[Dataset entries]
----

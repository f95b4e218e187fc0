//! HTTP communication module for the ThinkTank API
//!
//! This module handles all HTTP communication with the remote ThinkTank
//! service. Every operation is a single request/response round trip that
//! returns the decoded JSON payload unchanged.
//!
//! # Communication Pattern
//!
//! 1. Client formats `base_url + endpoint` (query string included)
//! 2. Client attaches the JSON content type and, on authenticated calls,
//!    the `x-api-key` header
//! 3. Response body is decoded as JSON and handed back verbatim
//!
//! Application-level failures travel inside the payload (`status` /
//! `success` field conventions) and are interpreted by the caller, not
//! by this module. Transport failures and non-2xx responses are errors.

pub mod client;
pub mod operations;

pub use client::ThinkTankClient;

----

▸ **The task**
All lines from the one containing "Application-level failures travel" down to the final line above are to be restated word for word; leave out the rest.

▸ **Solution for this problem**
//! Application-level failures travel inside the payload (`status` /
//! `success` field conventions) and are interpreted by the caller, not
//! by this module. Transport failures and non-2xx responses are errors.

pub mod client;
pub mod operations;

pub use client::ThinkTankClient;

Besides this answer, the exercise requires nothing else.